When investigating issues of this nature and mainly when you’ve done the basics of scanning the computer the next step will be to understand if this computer is sending anything (or receiving) through the network. One great test that should be done right in the beginning is to ask/test: does the performance issue still happen if you remove the network cable from the computer? Many times a potential compromised computer will behave differently when you unplug it from the network. As this step was not done in this case, we will start the investigation using TCPView to understand the current footprint for this computer.

image

This is a great tool because it allows you to view many aspects of the process from the socket perspective to the TCP state of the connection. You can argue that this is similar to run the command netstat -naob and I’m okay using netstat tool, but the nice thing TCPView is that you have live experience with what’s going on. In other words, you don’t need to refresh it, if a connection gets closed, it will update the UI. With netstat, you will need to keep running to see if the state changed or not, this is the main reason I prefer using this tool for live investigation on issues of this nature. Apparently there is no suspicious activity; however there is a process that doesn’t seems to be a valid process, it is called msupdate.exe. Notice that this process is listening on port 3349, which is also not a usual port. Now is time to use Process Explorer to better understand what this process is trying to do:

image

There are some suspicious signs around this process:

  • It doesn’t have a parent.
  • It doesn’t have a Company Name.

Note: I’m saying suspicious signs because this could indicate a malicious process, but at this point we don’t have enough information to confirm that.
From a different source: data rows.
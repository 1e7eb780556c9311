//! Conversational agent bootstrap.
//!
//! The worker runtime hands [`entrypoint`] a [`JobContext`] for one room.
//! Speech detection, transcription, response generation, synthesis and
//! barge-in all live inside the [`VoiceAssistant`] the runtime builds; this
//! module only wires it up with a fixed prompt and speaks the opening line.

use crate::error::VoiceError;
use async_trait::async_trait;
use dialer_types::AGENT_IDENTITY_PREFIX;
use std::sync::Arc;
use std::time::Duration;
use tokio::sync::broadcast;
use tokio::task::JoinHandle;
use tracing::{info, warn};

/// Capacity a runtime should give the per-room event broadcast channel.
pub const DEFAULT_ROOM_EVENT_CAPACITY: usize = 256;

pub const SYSTEM_PROMPT: &str = "You are Elliott, a serious, professional outbound calling \
assistant for real estate. Your sole task is to ask property owners if they are open to selling \
their home right now. Do NOT sound overly friendly. Stay neutral, concise, and direct. \
Start with: 'Hi, this is Elliott, I'm with a local realtor. I was checking your property. Do you \
still own that by any chance?' \
If they say YES to owning: 'Got it, with the home prices being so high right now would you \
consider selling at this time?' \
If they say NO to selling: End the call politely. \
If they say YES to selling: Ask qualification questions about timeline, price, and motivation. \
Handle common objections professionally and end calls when appropriate.";

pub const OPENING_LINE: &str = "Hi, this is Elliott, I'm with a local realtor. I was checking \
your property. Do you still own that by any chance?";

/// Which tracks the agent subscribes to when it joins.
#[derive(Debug, Clone, Copy, PartialEq, Eq)]
pub enum AutoSubscribe {
    SubscribeAll,
    SubscribeNone,
    AudioOnly,
    VideoOnly,
}

#[derive(Debug, Clone, PartialEq, Eq)]
pub struct RemoteParticipant {
    pub identity: String,
    pub name: String,
}

impl RemoteParticipant {
    pub fn is_agent(&self) -> bool {
        self.identity.starts_with(AGENT_IDENTITY_PREFIX)
    }
}

#[derive(Debug, Clone, PartialEq, Eq)]
pub enum RoomEvent {
    ParticipantConnected(RemoteParticipant),
    ParticipantDisconnected(RemoteParticipant),
}

/// One dispatched job, as seen by the agent.
#[async_trait]
pub trait JobContext: Send + Sync {
    fn room_name(&self) -> &str;

    async fn connect(&self, auto_subscribe: AutoSubscribe) -> Result<(), VoiceError>;

    /// Returns a receiver for room events from this point on.
    fn subscribe(&self) -> broadcast::Receiver<RoomEvent>;
}

/// The runtime's prebuilt VAD + STT + LLM + TTS turn-taking unit.
#[async_trait]
pub trait VoiceAssistant: Send + Sync {
    /// Starts listening and responding in the room.
    fn start(&self, room_name: &str) -> Result<(), VoiceError>;

    async fn say(&self, text: &str, allow_interruptions: bool) -> Result<(), VoiceError>;
}

/// Builds a [`VoiceAssistant`] from plugin choices.
pub trait AssistantBuilder: Send + Sync {
    fn build(&self, settings: &AssistantSettings) -> Result<Arc<dyn VoiceAssistant>, VoiceError>;
}

/// A plugin provider and the model or voice to load from it.
#[derive(Debug, Clone, PartialEq, Eq)]
pub struct PluginChoice {
    pub provider: String,
    pub model: String,
}

impl PluginChoice {
    pub fn new(provider: impl Into<String>, model: impl Into<String>) -> Self {
        Self {
            provider: provider.into(),
            model: model.into(),
        }
    }
}

#[derive(Debug, Clone)]
pub struct AssistantSettings {
    pub vad: PluginChoice,
    pub stt: PluginChoice,
    pub llm: PluginChoice,
    pub tts: PluginChoice,
    pub system_prompt: String,
    pub opening_line: String,
    /// Pause between starting the assistant and the unprompted greeting.
    pub greeting_delay: Duration,
}

impl Default for AssistantSettings {
    fn default() -> Self {
        Self {
            vad: PluginChoice::new("silero", "silero-vad"),
            stt: PluginChoice::new("deepgram", "nova-2"),
            llm: PluginChoice::new("openai", "gpt-4o-mini"),
            tts: PluginChoice::new("openai", "alloy"),
            system_prompt: SYSTEM_PROMPT.to_string(),
            opening_line: OPENING_LINE.to_string(),
            greeting_delay: Duration::from_secs(3),
        }
    }
}

/// A running agent: the assistant plus the task consuming room events.
pub struct AgentSession {
    pub assistant: Arc<dyn VoiceAssistant>,
    events: JoinHandle<()>,
}

impl AgentSession {
    /// Waits until the room's event stream closes.
    pub async fn run_until_closed(self) {
        if let Err(e) = self.events.await {
            warn!(error = %e, "room event task ended abnormally");
        }
    }

    pub fn abort(&self) {
        self.events.abort();
    }
}

/// Joins the job's room with audio only and starts the assistant.
pub async fn entrypoint(
    ctx: &dyn JobContext,
    builder: &dyn AssistantBuilder,
    settings: &AssistantSettings,
) -> Result<AgentSession, VoiceError> {
    info!(room = ctx.room_name(), "SIP agent starting");

    ctx.connect(AutoSubscribe::AudioOnly).await?;
    info!(room = ctx.room_name(), "connected to room");

    let assistant = builder.build(settings)?;
    assistant.start(ctx.room_name())?;

    let events = tokio::spawn(handle_room_events(
        ctx.subscribe(),
        Arc::clone(&assistant),
        settings.opening_line.clone(),
    ));
    info!(room = ctx.room_name(), "SIP agent ready");

    tokio::time::sleep(settings.greeting_delay).await;
    info!("sending initial greeting");
    if let Err(e) = assistant.say(&settings.opening_line, true).await {
        // Nobody will own the session; stop greeting later joiners.
        events.abort();
        return Err(e);
    }

    Ok(AgentSession { assistant, events })
}

async fn handle_room_events(
    mut rx: broadcast::Receiver<RoomEvent>,
    assistant: Arc<dyn VoiceAssistant>,
    opening_line: String,
) {
    loop {
        match rx.recv().await {
            Ok(RoomEvent::ParticipantConnected(participant)) => {
                info!(identity = %participant.identity, "participant joined");
                if participant.is_agent() {
                    continue;
                }
                info!(
                    identity = %participant.identity,
                    "starting conversation with SIP participant"
                );
                let assistant = Arc::clone(&assistant);
                let line = opening_line.clone();
                tokio::spawn(async move {
                    if let Err(e) = assistant.say(&line, true).await {
                        warn!(error = %e, "greeting failed");
                    }
                });
            }
            Ok(RoomEvent::ParticipantDisconnected(participant)) => {
                info!(identity = %participant.identity, "participant left");
            }
            Err(broadcast::error::RecvError::Lagged(skipped)) => {
                warn!(skipped, "room event receiver lagged");
            }
            Err(broadcast::error::RecvError::Closed) => break,
        }
    }
}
To investigate further this process, right click on the suspicious process and choose Properties, the window below will appear:

image

As you can see this process is located in the %windir%\system32 folder and it is starting a command line with some additional parameters. As I’m not sure which process is that, one way to obtain more information about what this process loaded in memory is to verity the Strings tab (choose memory radio button on the bottom of this window). Notice that in this case the Strings tab shows some interesting information about the process, such as the one that I pointed out below:

image

This line is used by NC (NetCat) tool and it matches with the parameters that we saw in the Image tab for this executable file. This means that this executable file is actually the NC tool, renamed to msupdate.exe, it is listening on port 3349 and once someone access this port this tool will execute Command Prompt (cmd.exe).

Conclusion

The findings here showed that this workstation was compromised with an implementation of NC that could be used as a backdoor. A simple implementation but for the purpose of this investigation was enough to understand how we can leverage Process Explorer to identify suspicious activities that sometimes are not caught by antivirus.